EXERCISE GOAL →
Below are records; count how many of their lines contain the word "every" and give the number alone.

Data excerpts:
//! Terminal front end for the gridpath solver and generator.
//!
//! The `gridpath` binary parses its arguments with `clap` and prints boards
//! and paths with [`render`].

pub mod render;
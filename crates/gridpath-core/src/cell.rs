//! One-hot cell positions.

use crate::{GridError, MAX_CELLS};

/// A single grid cell, encoded as a one-hot bitset.
///
/// Exactly one bit is set at all times. The bit index is `row * width + col`
/// for the [`Geometry`](crate::Geometry) the cell belongs to; a `Cell` does not
/// remember its geometry, so decoding it back to `(row, col)` goes through
/// [`Geometry::decode`](crate::Geometry::decode).
///
/// # Examples
///
/// ```
/// use gridpath_core::Cell;
///
/// let cell = Cell::from_index(5);
/// assert_eq!(cell.index(), 5);
/// assert_eq!(cell.bits(), 1 << 5);
///
/// assert!(Cell::try_from_bits(0b11).is_err());
/// ```
#[derive(Debug, Clone, Copy, PartialEq, Eq, PartialOrd, Ord, Hash)]
pub struct Cell {
    bits: u128,
}

impl Cell {
    /// Creates the cell whose bit index is `index`.
    ///
    /// # Panics
    ///
    /// Panics if `index` is not below [`MAX_CELLS`].
    #[must_use]
    #[inline]
    pub const fn from_index(index: usize) -> Self {
        assert!(index < MAX_CELLS, "cell index out of range");
        Self { bits: 1 << index }
    }

    /// Creates a cell from raw bits, checking that exactly one bit is set.
    ///
    /// # Errors
    ///
    /// Returns [`GridError::InvalidPosition`] if `bits` is zero or has more than
    /// one bit set.
    #[inline]
    pub fn try_from_bits(bits: u128) -> Result<Self, GridError> {
        if bits.count_ones() == 1 {
            Ok(Self { bits })
        } else {
            Err(GridError::InvalidPosition { bits })
        }
    }

    /// Wraps bits that are one-hot by construction.
    #[inline]
    pub(crate) const fn from_bits_unchecked(bits: u128) -> Self {
        debug_assert!(bits.count_ones() == 1);
        Self { bits }
    }

    /// Returns the raw one-hot bits.
    #[must_use]
    #[inline]
    pub const fn bits(self) -> u128 {
        self.bits
    }

    /// Returns the index of the set bit.
    #[must_use]
    #[inline]
    pub const fn index(self) -> usize {
        self.bits.trailing_zeros() as usize
    }
}

#[cfg(test)]
mod tests {
    use super::*;

    #[test]
    fn test_index_round_trip() {
        for index in [0, 1, 63, 64, 127] {
            assert_eq!(Cell::from_index(index).index(), index);
        }
    }

    #[test]
    fn test_try_from_bits() {
        assert_eq!(Cell::try_from_bits(1 << 9), Ok(Cell::from_index(9)));
        assert_eq!(
            Cell::try_from_bits(0),
            Err(GridError::InvalidPosition { bits: 0 })
        );
        assert_eq!(
            Cell::try_from_bits(0b101),
            Err(GridError::InvalidPosition { bits: 0b101 })
        );
    }

    #[test]
    #[should_panic(expected = "cell index out of range")]
    fn test_rejects_large_index() {
        let _ = Cell::from_index(MAX_CELLS);
    }
}
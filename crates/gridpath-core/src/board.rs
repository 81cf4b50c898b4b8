//! Bit-encoded board state.
//!
//! A [`Board`] marks which cells of a grid are present. The solver treats a
//! set bit as "present and not yet visited" and clears bits as it walks, so a
//! board's population only ever shrinks during a search.
//!
//! # Examples
//!
//! ```
//! use gridpath_core::{Board, Geometry};
//!
//! let geometry = Geometry::new(2, 3)?;
//! let mut board = geometry.full_board();
//! assert_eq!(board.len(), 6);
//!
//! let corner = geometry.encode(0, 0)?;
//! board = board.without(corner);
//! assert!(!board.contains(corner));
//! assert_eq!(board.len(), 5);
//! # Ok::<(), gridpath_core::GridError>(())
//! ```

use std::{
    fmt,
    iter::FusedIterator,
    ops::{BitAnd, BitAndAssign, BitOr, BitOrAssign},
};

use crate::Cell;

/// A set of grid cells stored as a `u128` bitset in row-major order.
#[derive(Clone, Copy, PartialEq, Eq, PartialOrd, Ord, Hash, Default)]
pub struct Board {
    bits: u128,
}

impl Board {
    /// The board with no cells.
    pub const EMPTY: Self = Self { bits: 0 };

    /// Creates a board from raw bits.
    #[must_use]
    #[inline]
    pub const fn from_bits(bits: u128) -> Self {
        Self { bits }
    }

    /// Returns the raw bits.
    #[must_use]
    #[inline]
    pub const fn bits(self) -> u128 {
        self.bits
    }

    /// Returns the number of present cells.
    #[must_use]
    #[inline]
    pub const fn len(self) -> usize {
        self.bits.count_ones() as usize
    }

    /// Returns `true` if no cell is present.
    #[must_use]
    #[inline]
    pub const fn is_empty(self) -> bool {
        self.bits == 0
    }

    /// Returns `true` if `cell` is present.
    #[must_use]
    #[inline]
    pub const fn contains(self, cell: Cell) -> bool {
        self.bits & cell.bits() != 0
    }

    /// Returns `true` if the two boards share at least one cell.
    #[must_use]
    #[inline]
    pub const fn intersects(self, other: Self) -> bool {
        self.bits & other.bits != 0
    }

    /// Adds `cell` to the board.
    #[inline]
    pub fn insert(&mut self, cell: Cell) {
        self.bits |= cell.bits();
    }

    /// Removes `cell` from the board.
    #[inline]
    pub fn remove(&mut self, cell: Cell) {
        self.bits &= !cell.bits();
    }

    /// Returns a copy of the board with `cell` removed.
    #[must_use]
    #[inline]
    pub const fn without(self, cell: Cell) -> Self {
        Self {
            bits: self.bits & !cell.bits(),
        }
    }

    /// Returns the present cell with the lowest index, if any.
    #[must_use]
    #[inline]
    pub fn first(self) -> Option<Cell> {
        (!self.is_empty()).then(|| Cell::from_bits_unchecked(self.bits & self.bits.wrapping_neg()))
    }

    /// Shifts every cell `n` bit positions towards index 0.
    ///
    /// Cells shifted below index 0 are dropped.
    #[must_use]
    #[inline]
    pub const fn shift_down(self, n: usize) -> Self {
        if n >= 128 {
            Self::EMPTY
        } else {
            Self {
                bits: self.bits >> n,
            }
        }
    }

    /// Shifts every cell `n` bit positions towards higher indices.
    ///
    /// Cells shifted past index 127 are dropped. The caller is responsible for
    /// keeping the result within the grid's area.
    #[must_use]
    #[inline]
    pub const fn shift_up(self, n: usize) -> Self {
        if n >= 128 {
            Self::EMPTY
        } else {
            Self {
                bits: self.bits << n,
            }
        }
    }

    /// Iterates over present cells in ascending index order.
    #[must_use]
    #[inline]
    pub const fn iter(self) -> BoardIter {
        BoardIter { bits: self.bits }
    }
}

impl From<Cell> for Board {
    fn from(cell: Cell) -> Self {
        Self { bits: cell.bits() }
    }
}

impl FromIterator<Cell> for Board {
    fn from_iter<T: IntoIterator<Item = Cell>>(iter: T) -> Self {
        let mut board = Self::EMPTY;
        for cell in iter {
            board.insert(cell);
        }
        board
    }
}

impl IntoIterator for Board {
    type Item = Cell;
    type IntoIter = BoardIter;

    fn into_iter(self) -> Self::IntoIter {
        self.iter()
    }
}

impl BitAnd for Board {
    type Output = Self;

    #[inline]
    fn bitand(self, rhs: Self) -> Self {
        Self {
            bits: self.bits & rhs.bits,
        }
    }
}

impl BitAndAssign for Board {
    #[inline]
    fn bitand_assign(&mut self, rhs: Self) {
        self.bits &= rhs.bits;
    }
}

impl BitOr for Board {
    type Output = Self;

    #[inline]
    fn bitor(self, rhs: Self) -> Self {
        Self {
            bits: self.bits | rhs.bits,
        }
    }
}

impl BitOrAssign for Board {
    #[inline]
    fn bitor_assign(&mut self, rhs: Self) {
        self.bits |= rhs.bits;
    }
}

impl fmt::Debug for Board {
    fn fmt(&self, f: &mut fmt::Formatter<'_>) -> fmt::Result {
        write!(f, "Board({:#b})", self.bits)
    }
}

/// Iterator over the cells of a [`Board`], lowest index first.
#[derive(Debug, Clone)]
pub struct BoardIter {
    bits: u128,
}

impl Iterator for BoardIter {
    type Item = Cell;

    #[inline]
    fn next(&mut self) -> Option<Cell> {
        if self.bits == 0 {
            return None;
        }
        let lowest = self.bits & self.bits.wrapping_neg();
        self.bits &= self.bits - 1;
        Some(Cell::from_bits_unchecked(lowest))
    }

    #[inline]
    fn size_hint(&self) -> (usize, Option<usize>) {
        let len = self.bits.count_ones() as usize;
        (len, Some(len))
    }
}

impl ExactSizeIterator for BoardIter {}
impl FusedIterator for BoardIter {}

#[cfg(test)]
mod tests {
    use super::*;

    #[test]
    fn test_empty() {
        assert!(Board::EMPTY.is_empty());
        assert_eq!(Board::EMPTY.len(), 0);
        assert_eq!(Board::EMPTY.first(), None);
        assert_eq!(Board::EMPTY.iter().count(), 0);
    }

    #[test]
    fn test_insert_remove() {
        let mut board = Board::EMPTY;
        board.insert(Cell::from_index(3));
        board.insert(Cell::from_index(100));
        assert_eq!(board.len(), 2);
        assert!(board.contains(Cell::from_index(100)));

        board.remove(Cell::from_index(3));
        assert!(!board.contains(Cell::from_index(3)));
        assert_eq!(board.first(), Some(Cell::from_index(100)));
    }

    #[test]
    fn test_without_leaves_original() {
        let board = Board::from_bits(0b111);
        let rest = board.without(Cell::from_index(1));
        assert_eq!(rest, Board::from_bits(0b101));
        assert_eq!(board, Board::from_bits(0b111));
    }

    #[test]
    fn test_iter_order() {
        let board: Board = [127, 0, 64, 5].into_iter().map(Cell::from_index).collect();
        let indices: Vec<_> = board.iter().map(Cell::index).collect();
        assert_eq!(indices, vec![0, 5, 64, 127]);
        assert_eq!(board.iter().len(), 4);
    }

    #[test]
    fn test_shifts() {
        let board = Board::from_bits(0b1100);
        assert_eq!(board.shift_down(2), Board::from_bits(0b11));
        assert_eq!(board.shift_up(1), Board::from_bits(0b11000));
        assert_eq!(board.shift_down(128), Board::EMPTY);
        assert_eq!(Board::from_bits(1 << 127).shift_up(1), Board::EMPTY);
    }

    #[test]
    fn test_bit_ops() {
        let a = Board::from_bits(0b0110);
        let b = Board::from_bits(0b0011);
        assert_eq!(a & b, Board::from_bits(0b0010));
        assert_eq!(a | b, Board::from_bits(0b0111));
        assert!(a.intersects(b));
        assert!(!a.intersects(Board::from_bits(0b1000)));
    }
}
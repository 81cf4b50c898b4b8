//! Exhaustive enumeration of boards with a fixed number of cells.

use std::iter::FusedIterator;

use gridpath_core::{Board, Cell, Geometry};

/// Returns every board of `geometry` with exactly `count` cells present.
///
/// Boards are yielded in lexicographic order of their sorted cell indices, so
/// the first board holds cells `0..count`. The sequence is lazy and finite;
/// calling this again restarts it from the beginning. If `count` exceeds the
/// grid's area, nothing is yielded; if it is zero, the empty board is yielded
/// once.
///
/// # Examples
///
/// ```
/// use gridpath_core::Geometry;
/// use gridpath_generator::enumerate::{all_boards_with_cell_count, binomial};
///
/// let geometry = Geometry::new(2, 3)?;
/// let boards: Vec<_> = all_boards_with_cell_count(&geometry, 2).collect();
/// assert_eq!(boards.len() as u128, binomial(6, 2).unwrap());
/// assert!(boards.iter().all(|board| board.len() == 2));
/// # Ok::<(), gridpath_core::GridError>(())
/// ```
#[must_use]
pub fn all_boards_with_cell_count(geometry: &Geometry, count: usize) -> BoardsWithCellCount {
    let area = geometry.area();
    BoardsWithCellCount {
        area,
        indices: (count <= area).then(|| (0..count).collect()),
    }
}

/// Iterator returned by [`all_boards_with_cell_count`].
#[derive(Debug, Clone)]
pub struct BoardsWithCellCount {
    area: usize,
    // `None` once exhausted.
    indices: Option<Vec<usize>>,
}

impl BoardsWithCellCount {
    fn advance(&mut self) {
        let Some(indices) = &mut self.indices else {
            return;
        };
        let count = indices.len();
        // Rightmost index that can still move right.
        let Some(i) = (0..count).rev().find(|&i| indices[i] < self.area - count + i) else {
            self.indices = None;
            return;
        };
        indices[i] += 1;
        for j in i + 1..count {
            indices[j] = indices[j - 1] + 1;
        }
    }
}

impl Iterator for BoardsWithCellCount {
    type Item = Board;

    fn next(&mut self) -> Option<Board> {
        let board = self
            .indices
            .as_ref()?
            .iter()
            .map(|&index| Cell::from_index(index))
            .collect();
        self.advance();
        Some(board)
    }
}

impl FusedIterator for BoardsWithCellCount {}

/// Returns the binomial coefficient `C(n, k)`, or `None` on overflow.
///
/// This is the number of boards [`all_boards_with_cell_count`] yields for a
/// grid of `n` cells.
#[must_use]
pub fn binomial(n: usize, k: usize) -> Option<u128> {
    if k > n {
        return Some(0);
    }
    let k = k.min(n - k);
    let mut result = 1u128;
    for i in 0..k {
        // C(n, i + 1) = C(n, i) * (n - i) / (i + 1). Dividing out the common
        // factor first keeps every intermediate value below the result.
        let divisor = i as u128 + 1;
        let g = gcd(result, divisor);
        let factor = (n - i) as u128 / (divisor / g);
        result = (result / g).checked_mul(factor)?;
    }
    Some(result)
}

fn gcd(mut a: u128, mut b: u128) -> u128 {
    while b != 0 {
        (a, b) = (b, a % b);
    }
    a
}

#[cfg(test)]
mod tests {
    use proptest::prelude::*;

    use super::*;

    #[test]
    fn test_binomial() {
        assert_eq!(binomial(4, 0), Some(1));
        assert_eq!(binomial(4, 2), Some(6));
        assert_eq!(binomial(9, 4), Some(126));
        assert_eq!(binomial(3, 5), Some(0));
        assert_eq!(binomial(52, 5), Some(2_598_960));
        assert_eq!(
            binomial(120, 60),
            Some(96_614_908_840_363_322_603_893_139_521_372_656)
        );
        assert_eq!(
            binomial(128, 60),
            Some(18_686_473_065_609_137_667_262_738_408_744_720_800)
        );
        assert_eq!(
            binomial(128, 64),
            Some(23_951_146_041_928_082_866_135_587_776_380_551_750)
        );
    }

    #[test]
    fn test_binomial_overflow() {
        // C(200, 100) is about 9.05e58.
        assert_eq!(binomial(200, 100), None);
        assert_eq!(binomial(200, 1), Some(200));
    }

    #[test]
    fn test_binomial_matches_pascal() {
        let mut row = vec![1u128];
        for n in 1..=128 {
            let mut next = vec![1u128; n + 1];
            for k in 1..n {
                next[k] = row[k - 1] + row[k];
            }
            row = next;
            for (k, &expected) in row.iter().enumerate() {
                assert_eq!(binomial(n, k), Some(expected), "C({n}, {k})");
            }
        }
    }

    #[test]
    fn test_lexicographic_order() {
        let geometry = Geometry::new(1, 4).unwrap();
        let bits = all_boards_with_cell_count(&geometry, 2)
            .map(Board::bits)
            .collect::<Vec<_>>();
        assert_eq!(
            bits,
            vec![0b0011, 0b0101, 0b1001, 0b0110, 0b1010, 0b1100]
        );
    }

    #[test]
    fn test_edge_counts() {
        let geometry = Geometry::new(2, 2).unwrap();
        assert_eq!(
            all_boards_with_cell_count(&geometry, 0).collect::<Vec<_>>(),
            vec![Board::EMPTY]
        );
        assert_eq!(
            all_boards_with_cell_count(&geometry, 4).collect::<Vec<_>>(),
            vec![geometry.full_board()]
        );
        assert_eq!(all_boards_with_cell_count(&geometry, 5).count(), 0);
    }

    #[test]
    fn test_restart_yields_same_sequence() {
        let geometry = Geometry::new(2, 3).unwrap();
        let first = all_boards_with_cell_count(&geometry, 3).collect::<Vec<_>>();
        let second = all_boards_with_cell_count(&geometry, 3).collect::<Vec<_>>();
        assert_eq!(first, second);
    }

    #[test]
    fn test_fused() {
        let geometry = Geometry::new(1, 2).unwrap();
        let mut boards = all_boards_with_cell_count(&geometry, 2);
        assert!(boards.next().is_some());
        assert!(boards.next().is_none());
        assert!(boards.next().is_none());
    }

    fn dims_and_count() -> impl Strategy<Value = (usize, usize, usize)> {
        (1..=3usize, 1..=4usize).prop_flat_map(|(height, width)| {
            (Just(height), Just(width), 0..=height * width)
        })
    }

    proptest! {
        #[test]
        fn prop_count_matches_binomial((height, width, count) in dims_and_count()) {
            let geometry = Geometry::new(height, width).unwrap();
            let boards = all_boards_with_cell_count(&geometry, count).collect::<Vec<_>>();
            prop_assert_eq!(boards.len() as u128, binomial(height * width, count).unwrap());
            prop_assert!(boards.iter().all(|board| board.len() == count));
            prop_assert!(boards.windows(2).all(|pair| pair[0] != pair[1]));
        }
    }
}
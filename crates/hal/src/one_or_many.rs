//! The HAL "one object or an array of objects" convention.
//!
//! Both `_links` relations and `_embedded` relations carry either a single
//! object or an array of them. Parsing always coerces to a sequence; rendering
//! collapses a one-element sequence back to a single value.

use serde::Serialize;
use serde_json::Value as JsonValue;

/// Either a single value or an ordered sequence of values.
#[derive(Debug, Clone, PartialEq, Serialize)]
#[serde(untagged)]
pub enum OneOrMany<T> {
    /// Exactly one value, rendered without a surrounding array.
    Single(T),
    /// Zero or more values in order.
    Many(Vec<T>),
}

impl<T> OneOrMany<T> {
    /// Collapse a sequence: one element becomes `Single`, anything else `Many`.
    #[must_use]
    pub fn collapse(mut items: Vec<T>) -> Self {
        if items.len() == 1
            && let Some(item) = items.pop()
        {
            return OneOrMany::Single(item);
        }
        OneOrMany::Many(items)
    }

    /// Number of values held.
    #[must_use]
    pub fn len(&self) -> usize {
        match self {
            OneOrMany::Single(_) => 1,
            OneOrMany::Many(items) => items.len(),
        }
    }

    #[must_use]
    pub fn is_empty(&self) -> bool {
        self.len() == 0
    }

    /// Flatten into an ordered vector.
    #[must_use]
    pub fn into_vec(self) -> Vec<T> {
        match self {
            OneOrMany::Single(item) => vec![item],
            OneOrMany::Many(items) => items,
        }
    }
}

impl<'a> OneOrMany<&'a JsonValue> {
    /// Coerce a tree value: arrays are taken element-wise, anything else is a
    /// one-element sequence.
    #[must_use]
    pub fn from_value(value: &'a JsonValue) -> Self {
        match value {
            JsonValue::Array(items) => OneOrMany::Many(items.iter().collect()),
            other => OneOrMany::Single(other),
        }
    }
}

impl<T: Into<JsonValue>> From<OneOrMany<T>> for JsonValue {
    fn from(value: OneOrMany<T>) -> Self {
        match value {
            OneOrMany::Single(item) => item.into(),
            OneOrMany::Many(items) => JsonValue::Array(items.into_iter().map(Into::into).collect()),
        }
    }
}

#[cfg(test)]
mod tests {
    use super::*;
    use serde_json::json;

    #[test]
    fn test_collapse() {
        assert_eq!(OneOrMany::collapse(vec![1]), OneOrMany::Single(1));
        assert_eq!(OneOrMany::collapse(vec![1, 2]), OneOrMany::Many(vec![1, 2]));
        assert_eq!(OneOrMany::<i32>::collapse(vec![]), OneOrMany::Many(vec![]));
    }

    #[test]
    fn test_from_value_coerces_object() {
        let value = json!({"href": "/a"});
        let coerced = OneOrMany::from_value(&value);
        assert_eq!(coerced.len(), 1);
        assert_eq!(coerced.into_vec(), vec![&value]);
    }

    #[test]
    fn test_from_value_keeps_array_order() {
        let value = json!([{"href": "/a"}, {"href": "/b"}]);
        let items = OneOrMany::from_value(&value).into_vec();
        assert_eq!(items[0]["href"], "/a");
        assert_eq!(items[1]["href"], "/b");
    }

    #[test]
    fn test_into_json() {
        let single: JsonValue = OneOrMany::collapse(vec![json!(1)]).into();
        assert_eq!(single, json!(1));

        let many: JsonValue = OneOrMany::collapse(vec![json!(1), json!(2)]).into();
        assert_eq!(many, json!([1, 2]));
    }

    #[test]
    fn test_serialize_untagged() {
        let single = serde_json::to_value(OneOrMany::Single("x")).unwrap();
        assert_eq!(single, json!("x"));
        let many = serde_json::to_value(OneOrMany::Many(vec!["x", "y"])).unwrap();
        assert_eq!(many, json!(["x", "y"]));
    }
}
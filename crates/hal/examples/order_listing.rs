//! Example of reading a HAL document, following links and re-rendering it.
//!
//! cargo run --package hal --example order_listing

use hal::{Link, Representation};

fn main() -> Result<(), serde_json::Error> {
    let tree: serde_json::Value = serde_json::from_str(
        r#"{
            "_links": {
                "curies": [{"name": "ea", "href": "http://example.com/docs/rels/{rel}"}],
                "self": {"href": "/orders"},
                "ea:admin": [{"href": "/admins/2", "title": "Fred"}, {"href": "/admins/5", "title": "Kate"}]
            },
            "currentlyProcessing": 14,
            "_embedded": {
                "ea:order": [
                    {"_links": {"self": {"href": "/orders/123"}}, "total": 30.0, "status": "shipped"},
                    {"_links": {"self": {"href": "/orders/124"}}, "total": 20.0, "status": "processing"}
                ]
            }
        }"#,
    )?;

    let mut orders = hal::parse(&tree);

    // Relations can be looked up by their expanded reference.
    for admin in orders.links_for("http://example.com/docs/rels/admin") {
        println!("admin {} at {}", admin.title().unwrap_or("?"), admin.href());
    }

    for order in orders.representations() {
        let href = order.link().map_or("?", Link::href);
        println!("{href}: {}", order.value_for("status", &serde_json::Value::Null));
    }

    let mut order = Representation::new();
    order
        .with_link(Link::new(Link::SELF_REL, "/orders/125"))
        .with_property("total", 12.5)
        .with_property("status", "new");
    orders.with_representation("ea:order", order);

    println!("{}", serde_json::to_string_pretty(&orders)?);
    Ok(())
}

RESPONSE →
4